Continuaré en el siguiente mensaje con algo de información sobre el lugar dónde se halla la presa y el embalse de Barrendiola.

----------


## jlois

> Situado a los pies de la sierra de Aizkorri, el pequeño embalse de Barrendiola (Legazpi) almacena el agua del arroyo de Artzaluburu para ser utilizada por los municipios del Alto Urola.
> Una pista recorreo el perímetro del embalse y posibilita disfrutar de un paisaje forestal en el que se alternan los pinares y los robledales autóctonos bajo la muralla caliza formada por los montes Hartzanburu, Akaitz, Butreaitz y Gorgomendi.
> Para llegar a Barrendiola hay que dirigirse al barrio de Brinkola, en Legazpi, y desde aqui una carretera lleva en apenas un kilómetro hasta la presa del embalse.
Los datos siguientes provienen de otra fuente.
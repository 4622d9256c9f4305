//! Service configuration loaded from the environment via OrthoConfig.
//!
//! [`AppSettings`] mirrors the raw variables (each also accepted as a CLI
//! flag); [`AppSettings::resolve`] checks that every required value is
//! present and assembles the database URL, yielding [`Settings`].

use std::fmt;

use ortho_config::OrthoConfig;
use serde::Deserialize;
use url::Url;

/// Value of `ENV` that selects production behaviour.
pub const PRODUCTION_ENV: &str = "production";

/// Configuration problems detected at boot.
#[derive(Debug, Clone, PartialEq, Eq, thiserror::Error)]
pub enum SettingsError {
    /// Sources could not be read or parsed.
    #[error("failed to load configuration: {message}")]
    Load {
        /// Loader error text.
        message: String,
    },
    /// A required variable is absent or blank.
    #[error("missing required environment variable {name}")]
    MissingVariable {
        /// Environment variable name.
        name: &'static str,
    },
    /// The database URL parts do not form a valid URL.
    #[error("invalid database URL: {message}")]
    InvalidDatabaseUrl {
        /// Parser error text.
        message: String,
    },
}

/// Raw configuration values.
#[derive(Debug, Clone, Default, Deserialize, OrthoConfig)]
pub struct AppSettings {
    /// TCP port to listen on (`PORT`).
    pub port: Option<u16>,
    /// Deployment environment name (`ENV`).
    pub env: Option<String>,
    /// Path serving the OpenAPI JSON (`OPENAPI_URL`).
    pub openapi_url: Option<String>,
    /// Path prefix serving Swagger UI (`DOCS_URL`).
    pub docs_url: Option<String>,
    /// Full connection URL; takes precedence over the parts below.
    pub database_url: Option<String>,
    /// Database role (`DATABASE_USER`).
    pub database_user: Option<String>,
    /// Database password (`DATABASE_PASSWORD`).
    pub database_password: Option<String>,
    /// Database host (`DATABASE_HOST`).
    pub database_host: Option<String>,
    /// Database port (`DATABASE_PORT`).
    pub database_port: Option<u16>,
    /// Database name (`DATABASE_NAME`).
    pub database_name: Option<String>,
    /// Upper bound on pooled connections (`DATABASE_MAX_CONNECTIONS`).
    pub database_max_connections: Option<u32>,
}

fn required<T>(value: Option<T>, name: &'static str) -> Result<T, SettingsError> {
    value.ok_or(SettingsError::MissingVariable { name })
}

fn required_text(value: Option<String>, name: &'static str) -> Result<String, SettingsError> {
    value
        .filter(|text| !text.trim().is_empty())
        .ok_or(SettingsError::MissingVariable { name })
}

fn invalid_url(message: impl ToString) -> SettingsError {
    SettingsError::InvalidDatabaseUrl {
        message: message.to_string(),
    }
}

impl AppSettings {
    /// Load from the process environment and command line.
    ///
    /// # Errors
    ///
    /// Returns [`SettingsError::Load`] when a value cannot be parsed.
    pub fn load_from_env() -> Result<Self, SettingsError> {
        Self::load().map_err(|err| SettingsError::Load {
            message: err.to_string(),
        })
    }

    /// Check required values and build the database URL.
    ///
    /// # Errors
    ///
    /// Returns [`SettingsError::MissingVariable`] naming the first absent
    /// variable, or [`SettingsError::InvalidDatabaseUrl`].
    pub fn resolve(self) -> Result<Settings, SettingsError> {
        let port = required(self.port, "PORT")?;
        let env = required_text(self.env, "ENV")?;
        let openapi_url = required_text(self.openapi_url, "OPENAPI_URL")?;
        let docs_url = required_text(self.docs_url, "DOCS_URL")?;

        let database_url = match self.database_url.filter(|url| !url.trim().is_empty()) {
            Some(url) => url,
            None => database_url_from_parts(
                &required_text(self.database_user, "DATABASE_USER")?,
                &required_text(self.database_password, "DATABASE_PASSWORD")?,
                &required_text(self.database_host, "DATABASE_HOST")?,
                required(self.database_port, "DATABASE_PORT")?,
                &required_text(self.database_name, "DATABASE_NAME")?,
            )?,
        };

        Ok(Settings {
            port,
            env,
            openapi_url,
            docs_url,
            database_url,
            database_max_connections: self.database_max_connections,
        })
    }
}

fn database_url_from_parts(
    user: &str,
    password: &str,
    host: &str,
    port: u16,
    name: &str,
) -> Result<String, SettingsError> {
    let mut url = Url::parse(&format!("postgres://{host}:{port}/{name}")).map_err(invalid_url)?;
    url.set_username(user)
        .map_err(|()| invalid_url("username cannot be set"))?;
    url.set_password(Some(password))
        .map_err(|()| invalid_url("password cannot be set"))?;
    Ok(url.into())
}

/// Validated configuration.
#[derive(Clone, PartialEq, Eq)]
pub struct Settings {
    /// TCP port to listen on.
    pub port: u16,
    /// Deployment environment name.
    pub env: String,
    /// Path serving the OpenAPI JSON.
    pub openapi_url: String,
    /// Path prefix serving Swagger UI.
    pub docs_url: String,
    /// PostgreSQL connection URL.
    pub database_url: String,
    /// Upper bound on pooled connections, if configured.
    pub database_max_connections: Option<u32>,
}

impl Settings {
    /// Whether `ENV` selects production behaviour.
    #[must_use]
    pub fn is_production(&self) -> bool {
        self.env.eq_ignore_ascii_case(PRODUCTION_ENV)
    }
}

impl fmt::Debug for Settings {
    fn fmt(&self, f: &mut fmt::Formatter<'_>) -> fmt::Result {
        f.debug_struct("Settings")
            .field("port", &self.port)
            .field("env", &self.env)
            .field("openapi_url", &self.openapi_url)
            .field("docs_url", &self.docs_url)
            .field("database_url", &"<redacted>")
            .field("database_max_connections", &self.database_max_connections)
            .finish()
    }
}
http://mendiz-mendi.blogspot.com.es/...rrendiola.html

Paramento del embalse de Barrendiola aguas abajo del mismo...

 

Sendero que recorre el pantano...



Otra vista de la presa , esta vez desde la margen izquierda...
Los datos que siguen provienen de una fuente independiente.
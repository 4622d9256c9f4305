//! Domain primitives, ports and services.
//!
//! Purpose: define the user entity, the error model shared by every adapter,
//! and the services that translate repository outcomes into domain results.
//!
//! Public surface:
//! - `Error`: domain error with code and details.
//! - `ErrorCode`: stable error category.
//! - `User`, `UserDraft`, `UserId`: the user entity and its inputs.
//! - `UserService`, `HealthService`: use cases driven by inbound adapters.

pub mod error;
mod health_service;
pub mod ports;
pub mod user;
mod user_service;

pub use self::error::{
    Error, ErrorCode, ErrorDetails, ErrorEnvelope, ErrorValidationError,
    VALIDATION_FAILED_MESSAGE,
};
pub use self::health_service::HealthService;
pub use self::user::{EMAIL_MAX, NAME_MAX, User, UserDraft, UserId, UserValidationError};
pub use self::user_service::UserService;
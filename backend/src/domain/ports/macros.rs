//! Helper macro for port error enums whose variants each carry a message.

/// Generate a `thiserror` enum where every variant holds `message: String`.
///
/// Each variant gets a snake-case constructor accepting `impl Into<String>`,
/// and the enum gets a `message()` accessor returning the raw text.
macro_rules! define_port_error {
    (
        $(#[$outer:meta])*
        pub enum $name:ident {
            $(
                $(#[$variant_meta:meta])*
                $variant:ident => $prefix:literal
            ),* $(,)?
        }
    ) => {
        $(#[$outer])*
        #[derive(Debug, Clone, PartialEq, Eq, thiserror::Error)]
        pub enum $name {
            $(
                $(#[$variant_meta])*
                #[error("{prefix}: {message}", prefix = $prefix)]
                $variant {
                    /// Adapter-supplied description of the failure.
                    message: String,
                },
            )*
        }

        impl $name {
            $(
                ::paste::paste! {
                    #[doc = concat!("Build a `", stringify!($variant), "` error.")]
                    pub fn [<$variant:snake>](message: impl Into<String>) -> Self {
                        Self::$variant {
                            message: message.into(),
                        }
                    }
                }
            )*

            /// Adapter-supplied description, without the variant prefix.
            #[must_use]
            pub fn message(&self) -> &str {
                match self {
                    $( Self::$variant { message } => message.as_str(), )*
                }
            }
        }
    };
}

pub(crate) use define_port_error;

#[cfg(test)]
mod tests {
    define_port_error! {
        pub enum ExamplePortError {
            Timeout => "probe timed out",
            BadGateway => "upstream rejected the call",
        }
    }

    #[test]
    fn constructors_accept_str() {
        let err = ExamplePortError::timeout("after 5s");
        assert_eq!(err.to_string(), "probe timed out: after 5s");
        assert_eq!(err.message(), "after 5s");
    }

    #[test]
    fn multi_word_variants_get_snake_case_constructors() {
        let err = ExamplePortError::bad_gateway(String::from("502"));
        assert_eq!(
            err,
            ExamplePortError::BadGateway {
                message: "502".to_owned()
            }
        );
    }
}
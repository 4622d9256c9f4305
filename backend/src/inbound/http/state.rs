//! Shared HTTP adapter state.
//!
//! Handlers receive this via `actix_web::web::Data` and only reach the
//! domain services, never the adapters behind them.

use std::sync::Arc;

use crate::domain::{HealthService, UserService};

/// Dependency bundle for HTTP handlers.
#[derive(Clone)]
pub struct HttpState {
    /// User management use cases.
    pub users: Arc<UserService>,
    /// Database health probe.
    pub health: Arc<HealthService>,
}

impl HttpState {
    /// Bundle the services handlers depend on.
    #[must_use]
    pub const fn new(users: Arc<UserService>, health: Arc<HealthService>) -> Self {
        Self { users, health }
    }
}
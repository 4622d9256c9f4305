//! Test helpers for inbound HTTP components.

use std::sync::Arc;

use actix_web::{App, web};

use crate::domain::ports::{
    DatabaseProbe, FixtureDatabaseProbe, FixtureUserRepository, UserRepository,
};
use crate::domain::{HealthService, UserService};
use crate::middleware::Trace;

use super::state::HttpState;

/// State backed by `repository` and a healthy probe.
pub fn state_with_repository(repository: Arc<dyn UserRepository>) -> HttpState {
    let probe: Arc<dyn DatabaseProbe> = Arc::new(FixtureDatabaseProbe::default());
    HttpState::new(
        Arc::new(UserService::new(repository)),
        Arc::new(HealthService::new(probe)),
    )
}

/// State backed by an empty in-memory repository.
pub fn fixture_state() -> HttpState {
    state_with_repository(Arc::new(FixtureUserRepository::new()))
}

/// Application wired exactly like the server, minus Swagger UI.
pub fn test_app(
    state: HttpState,
) -> App<
    impl actix_web::dev::ServiceFactory<
        actix_web::dev::ServiceRequest,
        Config = (),
        Response = actix_web::dev::ServiceResponse<
            impl actix_web::body::MessageBody,
        >,
        Error = actix_web::Error,
        InitError = (),
    >,
> {
    App::new()
        .app_data(web::Data::new(state))
        .wrap(Trace)
        .configure(super::configure)
}
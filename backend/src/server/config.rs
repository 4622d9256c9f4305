//! HTTP server configuration object.

use std::net::{Ipv4Addr, SocketAddr};

use backend::settings::Settings;

/// Values the server needs beyond the HTTP state.
#[derive(Debug, Clone, PartialEq, Eq)]
pub struct ServerConfig {
    pub(crate) bind_addr: SocketAddr,
    pub(crate) openapi_url: String,
    pub(crate) docs_url: String,
}

impl ServerConfig {
    /// Listen on every interface at the configured port.
    #[must_use]
    pub fn from_settings(settings: &Settings) -> Self {
        Self {
            bind_addr: SocketAddr::from((Ipv4Addr::UNSPECIFIED, settings.port)),
            openapi_url: settings.openapi_url.clone(),
            docs_url: settings.docs_url.clone(),
        }
    }

    /// Swagger UI route pattern covering every asset under `docs_url`.
    pub(crate) fn docs_route(&self) -> String {
        format!("{}/{{_:.*}}", self.docs_url.trim_end_matches('/'))
    }
}

#[cfg(test)]
mod tests {
    use super::*;

    fn settings(docs_url: &str) -> Settings {
        Settings {
            port: 5002,
            env: "development".to_owned(),
            openapi_url: "/openapi.json".to_owned(),
            docs_url: docs_url.to_owned(),
            database_url: "postgres://localhost/users".to_owned(),
            database_max_connections: None,
        }
    }

    #[test]
    fn binds_all_interfaces_on_configured_port() {
        let config = ServerConfig::from_settings(&settings("/docs"));
        assert_eq!(config.bind_addr, "0.0.0.0:5002".parse().expect("socket address"));
    }

    #[test]
    fn docs_route_ignores_trailing_slash() {
        assert_eq!(ServerConfig::from_settings(&settings("/docs/")).docs_route(), "/docs/{_:.*}");
        assert_eq!(ServerConfig::from_settings(&settings("/docs")).docs_route(), "/docs/{_:.*}");
    }
}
Y esta desde la derecha...



El aliviadero que antes detallé, se puede observar aquí el punto dónde toma las aguas del embalse y las canaliza por la margen derecha...
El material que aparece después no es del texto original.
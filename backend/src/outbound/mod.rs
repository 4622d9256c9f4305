//! Outbound adapters implementing domain ports for external infrastructure.
//!
//! - **persistence**: PostgreSQL-backed repository and connector using Diesel.
//!
//! Adapters translate between domain types and storage representations and
//! contain no business logic.

pub mod persistence;
//! Shared setup for tests that need a live PostgreSQL database.
//!
//! Suites read `TEST_DATABASE_URL`; when it is unset they print a
//! `SKIP-TEST-DATABASE` marker and return without asserting anything.

use backend::outbound::persistence::{Database, PoolConfig};
use tokio::sync::{Mutex, MutexGuard};

static DATABASE_LOCK: Mutex<()> = Mutex::const_new(());

/// Exclusive access to a freshly migrated database.
pub struct TestDatabase {
    pub database: Database,
    _guard: MutexGuard<'static, ()>,
}

/// Drop every table, rerun migrations, and hand back the connector.
///
/// Returns `None` when `TEST_DATABASE_URL` is not set.
pub async fn fresh_database() -> Option<TestDatabase> {
    let Ok(url) = std::env::var("TEST_DATABASE_URL") else {
        eprintln!("SKIP-TEST-DATABASE: TEST_DATABASE_URL is not set");
        return None;
    };
    let guard = DATABASE_LOCK.lock().await;
    let database = Database::connect(PoolConfig::new(url).with_max_size(2))
        .await
        .expect("connect to test database");
    database.drop_tables().await.expect("drop tables");
    database.migrate().await.expect("run migrations");
    Some(TestDatabase {
        database,
        _guard: guard,
    })
}
//! Diesel table definitions; must match `backend/migrations` exactly.

diesel::table! {
    /// Registered users.
    users (id) {
        /// Primary key, generated by `gen_random_uuid()`.
        id -> Uuid,
        /// Display name.
        #[max_length = 256]
        name -> Varchar,
        /// Contact address, unique across users.
        #[max_length = 256]
        email -> Varchar,
        /// Insert time.
        created_at -> Timestamptz,
        /// Time of the latest update; null until the first update.
        updated_at -> Nullable<Timestamptz>,
    }
}
//! Internal Diesel row structs for the `users` table.
//!
//! These types never leave the persistence layer; conversions to and from
//! domain types live here.

use chrono::{DateTime, Utc};
use diesel::prelude::*;
use uuid::Uuid;

use crate::domain::{User, UserDraft, UserId};

use super::schema::users;

/// Row struct for reading from the users table.
#[derive(Debug, Clone, Queryable, Selectable)]
#[diesel(table_name = users)]
#[diesel(check_for_backend(diesel::pg::Pg))]
pub(crate) struct UserRow {
    pub id: Uuid,
    pub name: String,
    pub email: String,
    pub created_at: DateTime<Utc>,
    pub updated_at: Option<DateTime<Utc>>,
}

impl From<UserRow> for User {
    fn from(row: UserRow) -> Self {
        Self {
            id: UserId::from(row.id),
            name: row.name,
            email: row.email,
            created_at: row.created_at,
            updated_at: row.updated_at,
        }
    }
}

/// Insertable struct for new users; the database fills id and timestamps.
#[derive(Debug, Clone, Insertable)]
#[diesel(table_name = users)]
pub(crate) struct NewUserRow<'a> {
    pub name: &'a str,
    pub email: &'a str,
}

impl<'a> From<&'a UserDraft> for NewUserRow<'a> {
    fn from(draft: &'a UserDraft) -> Self {
        Self {
            name: draft.name(),
            email: draft.email(),
        }
    }
}

/// Changeset for overwriting the caller-supplied columns.
#[derive(Debug, Clone, AsChangeset)]
#[diesel(table_name = users)]
pub(crate) struct UserChangeset<'a> {
    pub name: &'a str,
    pub email: &'a str,
}

impl<'a> From<&'a UserDraft> for UserChangeset<'a> {
    fn from(draft: &'a UserDraft) -> Self {
        Self {
            name: draft.name(),
            email: draft.email(),
        }
    }
}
El paramento de hormigón aguas arriba de la presa de Barrendiola...





Y la presa vista desde abajo , casi integrada totalmente con todo su alrededor...



Y un enlace a una página dónde se informa detalladamente sobre este entorno que pertenece al Parque Natural de Aizkorri-Aratz...




> El Parque Natural de Aizkorri-Aratz ocupa una superficie de 19.400 hectáreas y las cumbres de Altzania, Aizkorri, Urkilla, Zaraia o Aitxuri, marcan la divisoria de aguas entre el Golfo de Vizcaya y el Mediterráneo. Aquí nacen tres de los ríos más importantes de Gipuzkoa: el Deba, el Urola y el Oria. 
> 
> El predominio de la roca caliza es muy notorio y, tanto el paisaje como las formas generadas, son algunos de los principales rasgos de la cordillera. La circulación de aguas subterráneas, por ejemplo, ha creado un extensa red de galerías. Así mismo, el patrimonio cultural que guarda el Parque Natural de Aizkorri-Aratz es muy reseñable. 
> 
> No en vano hay posibilidad de conocer un centro relijioso de primer orden como es el caso del Santuario de Arantzazu, o monumentos megalíticos, e incluso antiguas estructuras relacionadas con el carboneo y el pastoreo. De cualquier forma, la amplitud del territorio evidencia la complejidad paisajística y la diversidad de sus uso.


http://www.gipuzkoamendizmendi.net/b...72979809&id=es

Espero que halla sido del agrado de todos esta visita a la presa y al embalse de Barrendiola.

----------


## sergi1907

Muchas gracias Jose Luis :Smile: 

Como todas los embalses del norte, unos paisajes preciosos.

Un saludo :Smile:

----------


## frfmfrfm

Jose Luis, el cajero del aliviadero parece que cuando lleve agua tiene que coger bastante velocidad.
Un saludo.

----------


## jlois

Cierto, amigo Francisco, no tuve oportunidad de acceder al final de esa acanaladura pero es posible que tuviese algún modo de evitar esa aceleración , no tengo ni idea sobre ello. De todas formas, es algo a tener en cuenta y más en este tipo de embalses que alcanzan el 100 por 100 de su capacidad de una forma rápida , a causa de las lluvias cuantiosas que en momentos puntuales pueden llegar a producirse en esta zona del norte.

----------


## JMTrigos

Un invierno lo pasé trabajando un kilómetro mas abajo a pie de vía y pasando frio como un pingüino.
Buenas fotos que me traen recuerdos.

----------